DATASET RECORDS:
use image::GrayImage;

use crate::{
    error::Result,
    types::{EdgeMap, PixelBuffer},
};

/// Trait for edge detection algorithms operating on a single luma channel
pub trait EdgeDetector: Send + Sync {
    /// Short lowercase name of the detector
    fn name(&self) -> &'static str;

    /// Check the parameter set without touching any image
    fn validate(&self) -> Result<()>;

    /// Compute an edge map with the same dimensions as `image`
    fn detect_gray(&self, image: &GrayImage) -> Result<EdgeMap>;
}

/// Port for showing an original image next to its edge map.
///
/// Implementations may block until the user dismisses the view.
pub trait Visualizer: Send + Sync {
    fn show(&self, original: &PixelBuffer, processed: &EdgeMap, titles: (&str, &str)) -> Result<()>;
}
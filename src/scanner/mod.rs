pub mod metadata;

use crate::SUPPORTED_EXTENSIONS;
use std::collections::BTreeSet;
use std::path::{Path, PathBuf};
use walkdir::WalkDir;

/// Filters applied while walking the library directories.
#[derive(Debug, Clone)]
pub struct EnumerateOptions {
    pub max_depth: usize,
    pub min_file_size_kb: u64,
    /// A file must match at least one include pattern, when any are given.
    pub include_patterns: Vec<String>,
    pub exclude_patterns: Vec<String>,
}

impl Default for EnumerateOptions {
    fn default() -> Self {
        Self {
            max_depth: 10,
            min_file_size_kb: 100,
            include_patterns: Vec::new(),
            exclude_patterns: Vec::new(),
        }
    }
}

/// Pattern semantics shared by include and exclude lists:
/// `*/name` matches a directory-name segment anywhere on the path,
/// patterns containing `*` match against the basename, and plain
/// patterns match as substrings of the full path.
fn pattern_matches(pattern: &str, path: &Path) -> bool {
    if let Some(segment) = pattern.strip_prefix("*/") {
        return path
            .components()
            .any(|c| wildcard_match(segment, &c.as_os_str().to_string_lossy()));
    }
    if pattern.contains('*') {
        let name = path.file_name().map(|n| n.to_string_lossy()).unwrap_or_default();
        return wildcard_match(pattern, &name);
    }
    path.to_string_lossy().contains(pattern)
}

/// Minimal `*` glob: matches any run of characters, case-sensitive.
fn wildcard_match(pattern: &str, text: &str) -> bool {
    let parts: Vec<&str> = pattern.split('*').collect();
    if parts.len() == 1 {
        return pattern == text;
    }
    let mut pos = 0;
    for (i, part) in parts.iter().enumerate() {
        if part.is_empty() {
            continue;
        }
        if i == 0 {
            if !text.starts_with(part) {
                return false;
            }
            pos = part.len();
        } else if i == parts.len() - 1 {
            return text.len() >= pos && text[pos..].ends_with(part);
        } else {
            match text[pos..].find(part) {
                Some(found) => pos += found + part.len(),
                None => return false,
            }
        }
    }
    true
}

/// Whether a directory entry should be pruned (its whole subtree skipped).
fn dir_excluded(path: &Path, excludes: &[String]) -> bool {
    excludes.iter().any(|p| pattern_matches(p, path))
}

/// Walk `roots` and collect supported audio files, applying in order:
/// directory excludes (prune), size floor, extension check, includes,
/// file excludes. Output is deduplicated and path-sorted. Permission
/// errors skip the offending subtree without aborting the walk.
pub fn enumerate(roots: &[PathBuf], opts: &EnumerateOptions) -> Vec<PathBuf> {
    let min_bytes = opts.min_file_size_kb * 1024;
    let mut found: BTreeSet<PathBuf> = BTreeSet::new();

    for root in roots {
        let walker = WalkDir::new(root)
            .max_depth(opts.max_depth)
            .into_iter()
            .filter_entry(|e| {
                !(e.file_type().is_dir()
                    && e.depth() > 0
                    && dir_excluded(e.path(), &opts.exclude_patterns))
            });

        for entry in walker {
            let entry = match entry {
                Ok(e) => e,
                Err(e) => {
                    log::warn!("skipping unreadable entry under {}: {e}", root.display());
                    continue;
                }
            };
            if !entry.file_type().is_file() {
                continue;
            }
            let path = entry.path();

            let size = match entry.metadata() {
                Ok(m) => m.len(),
                Err(e) => {
                    log::warn!("cannot stat {}: {e}", path.display());
                    continue;
                }
            };
            if size < min_bytes {
                continue;
            }

            let ext = path
                .extension()
                .and_then(|e| e.to_str())
                .unwrap_or("")
                .to_lowercase();
            if !SUPPORTED_EXTENSIONS.contains(&ext.as_str()) {
                continue;
            }

            if !opts.include_patterns.is_empty()
                && !opts.include_patterns.iter().any(|p| pattern_matches(p, path))
            {
                continue;
            }

            if opts.exclude_patterns.iter().any(|p| pattern_matches(p, path)) {
                continue;
            }

            found.insert(path.to_path_buf());
        }
    }

    found.into_iter().collect()
}

#[cfg(test)]
mod tests {
    use super::*;
    use std::fs;

    struct TempTree {
        root: PathBuf,
    }

    impl TempTree {
        fn new(tag: &str) -> Self {
            let root = std::env::temp_dir().join(format!(
                "crateflow_scan_{}_{}",
                tag,
                std::process::id()
            ));
            fs::remove_dir_all(&root).ok();
            fs::create_dir_all(&root).unwrap();
            Self { root }
        }

        fn file(&self, rel: &str, size: usize) -> PathBuf {
            let path = self.root.join(rel);
            fs::create_dir_all(path.parent().unwrap()).unwrap();
            fs::write(&path, vec![0u8; size]).unwrap();
            path
        }
    }

    impl Drop for TempTree {
        fn drop(&mut self) {
            fs::remove_dir_all(&self.root).ok();
        }
    }

    fn opts_small() -> EnumerateOptions {
        EnumerateOptions {
            min_file_size_kb: 1,
            ..Default::default()
        }
    }

    #[test]
    fn test_extension_and_size_filters() {
        let tree = TempTree::new("ext");
        let keep = tree.file("a.mp3", 2048);
        tree.file("b.txt", 2048);
        tree.file("tiny.flac", 100);

        let got = enumerate(&[tree.root.clone()], &opts_small());
        assert_eq!(got, vec![keep]);
    }

    #[test]
    fn test_output_sorted_and_deduplicated() {
        let tree = TempTree::new("sort");
        let b = tree.file("b.mp3", 2048);
        let a = tree.file("a.mp3", 2048);

        // Same root given twice must not duplicate results
        let got = enumerate(&[tree.root.clone(), tree.root.clone()], &opts_small());
        assert_eq!(got, vec![a, b]);
    }

    #[test]
    fn test_directory_exclude_prunes_subtree() {
        let tree = TempTree::new("prune");
        let keep = tree.file("keep/a.mp3", 2048);
        tree.file("backup/b.mp3", 2048);
        tree.file("backup/deep/c.mp3", 2048);

        let mut opts = opts_small();
        opts.exclude_patterns = vec!["*/backup".into()];
        let got = enumerate(&[tree.root.clone()], &opts);
        assert_eq!(got, vec![keep]);
    }

    #[test]
    fn test_include_patterns() {
        let tree = TempTree::new("inc");
        let live = tree.file("live/a.mp3", 2048);
        tree.file("studio/b.mp3", 2048);

        // Plain pattern: substring on full path
        let mut opts = opts_small();
        opts.include_patterns = vec!["live".into()];
        assert_eq!(enumerate(&[tree.root.clone()], &opts), vec![live.clone()]);

        // Wildcard pattern: basename match
        let mut opts = opts_small();
        opts.include_patterns = vec!["a.*".into()];
        assert_eq!(enumerate(&[tree.root.clone()], &opts), vec![live]);
    }

    #[test]
    fn test_file_exclude_patterns() {
        let tree = TempTree::new("exc");
        let keep = tree.file("a.mp3", 2048);
        tree.file("a_demo.mp3", 2048);

        let mut opts = opts_small();
        opts.exclude_patterns = vec!["*demo*".into()];
        assert_eq!(enumerate(&[tree.root.clone()], &opts), vec![keep]);
    }

    #[test]
    fn test_max_depth() {
        let tree = TempTree::new("depth");
        let shallow = tree.file("a.mp3", 2048);
        tree.file("d1/d2/d3/deep.mp3", 2048);

        let mut opts = opts_small();
        opts.max_depth = 2;
        assert_eq!(enumerate(&[tree.root.clone()], &opts), vec![shallow]);
    }

    #[test]
    fn test_missing_root_is_not_fatal() {
        let got = enumerate(&[PathBuf::from("/no/such/dir")], &opts_small());
        assert!(got.is_empty());
    }

    #[test]
    fn test_wildcard_match() {
        assert!(wildcard_match("*.mp3", "song.mp3"));
        assert!(wildcard_match("a*", "abc"));
        assert!(wildcard_match("*demo*", "xx_demo_yy"));
        assert!(wildcard_match("a*c", "abc"));
        assert!(!wildcard_match("a*c", "abd"));
        assert!(!wildcard_match("*.mp3", "song.flac"));
        assert!(wildcard_match("exact", "exact"));
        assert!(!wildcard_match("exact", "exactly"));
    }
}
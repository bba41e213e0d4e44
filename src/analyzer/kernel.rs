use std::path::Path;
use thiserror::Error;

#[derive(Error, Debug)]
pub enum KernelError {
    #[error("decode error: {0}")]
    Decode(String),
    #[error("extraction error: {0}")]
    Extraction(String),
}

/// Decoded mono PCM at the engine's configured sample rate.
#[derive(Debug, Clone)]
pub struct Pcm {
    pub samples: Vec<f32>,
    pub sample_rate: u32,
}

impl Pcm {
    pub fn duration_secs(&self) -> f64 {
        if self.sample_rate == 0 {
            0.0
        } else {
            self.samples.len() as f64 / self.sample_rate as f64
        }
    }
}

#[derive(Debug, Clone, Copy)]
pub struct TempoEstimate {
    pub bpm: f64,
    pub beat_count: u32,
    /// Estimator self-confidence in [0, 1].
    pub confidence: f64,
}

/// Aggregated spectral descriptors over the whole signal.
#[derive(Debug, Clone, Copy)]
pub struct SpectralStats {
    pub centroid_hz: f64,
    pub rolloff_hz: f64,
    pub bandwidth_hz: f64,
    pub flatness: f64,
    pub zero_crossing_rate: f64,
    pub mfcc_variance: f64,
}

/// Descriptors for one analysis window.
#[derive(Debug, Clone, Copy)]
pub struct WindowStats {
    pub rms: f64,
    pub centroid_hz: f64,
    pub rolloff_hz: f64,
    pub zero_crossing_rate: f64,
    pub bandwidth_hz: f64,
}

/// Heuristic perceptual estimates in [0, 1].
#[derive(Debug, Clone, Copy)]
pub struct PerceptualEstimate {
    pub valence: f64,
    pub danceability: f64,
}

/// Secondary key estimate from a refining estimator.
#[derive(Debug, Clone)]
pub struct KeyRefinement {
    /// Key name in the `"C Major"` / `"A Minor"` form.
    pub key: String,
    pub confidence: f64,
}

/// DSP capability consumed by the analysis engine. The engine makes no
/// assumption about algorithmic internals; implementations wrap whatever
/// decoding and signal-processing stack is available.
pub trait FeatureKernel: Send + Sync {
    /// Decode a file to mono PCM at `sample_rate`.
    fn load(&self, path: &Path, sample_rate: u32) -> Result<Pcm, KernelError>;

    fn tempo(&self, pcm: &Pcm) -> Result<TempoEstimate, KernelError>;

    /// 12-bin pitch-class energy profile.
    fn chroma(&self, pcm: &Pcm) -> Result<[f64; 12], KernelError>;

    fn spectral(&self, pcm: &Pcm) -> Result<SpectralStats, KernelError>;

    fn perceptual(&self, pcm: &Pcm) -> Result<PerceptualEstimate, KernelError>;

    /// Descriptors for `pcm.samples[start..start + len]`.
    fn window_stats(&self, pcm: &Pcm, start: usize, len: usize) -> Result<WindowStats, KernelError>;

    /// Optional secondary tempo estimator; preferred over `tempo` when its
    /// confidence clears the engine's refinement threshold.
    fn refine_tempo(&self, _pcm: &Pcm) -> Option<TempoEstimate> {
        None
    }

    /// Optional secondary key estimator; preferred when more confident than
    /// the chroma correlation.
    fn refine_key(&self, _pcm: &Pcm) -> Option<KeyRefinement> {
        None
    }
}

AIM OF THE TASK: Copy out all lines above holding "display".

SOLUTION TO THIS EXERCISE:
                    log::warn!("skipping unreadable entry under {}: {e}", root.display());
                    log::warn!("cannot stat {}: {e}", path.display());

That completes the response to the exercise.